Drame intime d’un Je anonyme

Drame intime d’un Je anonyme

De la petite tragédie

L’histoire, dit Petit Robert (2007), est « connaissance et récit des événements du passé, des faits relatifs à l’évolution de l’humanité (d’un groupe social, d’une activité humaine), qui sont dignes ou jugés dignes de mémoire ; les événements, les faits ainsi relatés ». Cette définition concerne bien évidemment l’histoire que l’on raconte dans les textes officiels. Mais l’histoire que nous livrent les récits romanesque est «le fruit d’un travail de reconstruction, pétrie à la fois» de faits factuels et de fiction.

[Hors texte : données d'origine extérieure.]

use crate::audio_engine::errors::SampleLoadError;

/// Maps interleaved samples from the file's channel layout to the output's.
///
/// - mono output: every frame is averaged
/// - mono input: the single channel is copied to every output channel
/// - otherwise output channel `c` takes input channel `c`, silence past the
///   input's last channel (a 5.1 file keeps its front pair on stereo)
///
/// A layout with zero channels is rejected.
pub fn map_channels(
    samples: Vec<f32>,
    file_channels: usize,
    output_channels: usize,
) -> Result<Vec<f32>, SampleLoadError> {
    if file_channels == 0 || output_channels == 0 {
        return Err(SampleLoadError::UnsupportedChannels {
            file_channels,
            output_channels,
        });
    }

    if file_channels == output_channels {
        return Ok(samples);
    }

    let frames = samples.chunks_exact(file_channels);
    let mut out = Vec::with_capacity(frames.len() * output_channels);
    for frame in frames {
        match (file_channels, output_channels) {
            (_, 1) => out.push(frame.iter().sum::<f32>() / file_channels as f32),
            (1, _) => out.extend(std::iter::repeat_n(frame[0], output_channels)),
            _ => out.extend((0..output_channels).map(|c| frame.get(c).copied().unwrap_or(0.0))),
        }
    }
    Ok(out)
}

#[cfg(test)]
mod tests {
    use super::*;

    #[test]
    fn test_mono_fans_out() {
        let output = map_channels(vec![0.5, -0.3, 0.8], 1, 2).unwrap();
        assert_eq!(output, vec![0.5, 0.5, -0.3, -0.3, 0.8, 0.8]);

        let output = map_channels(vec![0.25], 1, 4).unwrap();
        assert_eq!(output, vec![0.25; 4]);
    }

    #[test]
    fn test_downmix_to_mono_averages() {
        let output = map_channels(vec![0.5, 0.3, -0.2, 0.4, 0.8, 0.6], 2, 1).unwrap();
        assert_eq!(output.len(), 3);
        assert!((output[0] - 0.4).abs() < 1e-6);
        assert!((output[1] - 0.1).abs() < 1e-6);
        assert!((output[2] - 0.7).abs() < 1e-6);

        let output = map_channels(vec![0.1, 0.2, 0.3, 0.6], 4, 1).unwrap();
        assert!((output[0] - 0.3).abs() < 1e-6);
    }

    #[test]
    fn test_surround_keeps_front_pair() {
        let frame = vec![0.1, 0.2, 0.3, 0.4, 0.5, 0.6];
        let output = map_channels(frame, 6, 2).unwrap();
        assert_eq!(output, vec![0.1, 0.2]);
    }

    #[test]
    fn test_stereo_to_quad_pads_silence() {
        let output = map_channels(vec![0.1, 0.2], 2, 4).unwrap();
        assert_eq!(output, vec![0.1, 0.2, 0.0, 0.0]);
    }

    #[test]
    fn test_same_layout_is_untouched() {
        let input = vec![0.5, -0.3, 0.8, 0.2];
        assert_eq!(map_channels(input.clone(), 2, 2).unwrap(), input);
    }

    #[test]
    fn test_zero_channels_rejected() {
        assert!(matches!(
            map_channels(vec![0.5], 0, 2),
            Err(SampleLoadError::UnsupportedChannels { .. })
        ));
        assert!(matches!(
            map_channels(vec![0.5], 1, 0),
            Err(SampleLoadError::UnsupportedChannels { .. })
        ));
    }
}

Il y a donc lieu de distinguer ce que l’on appelle la « petite » histoire (celle de la fiction) de la « grande » histoire (celle de la réalité).
Pour Michelle Perrot, la «petite» histoire, c’est aussi celle « du privé, tournée vers la famille et l’intime auxquels elles ont été en quelque sorte déléguées par conventions et positions.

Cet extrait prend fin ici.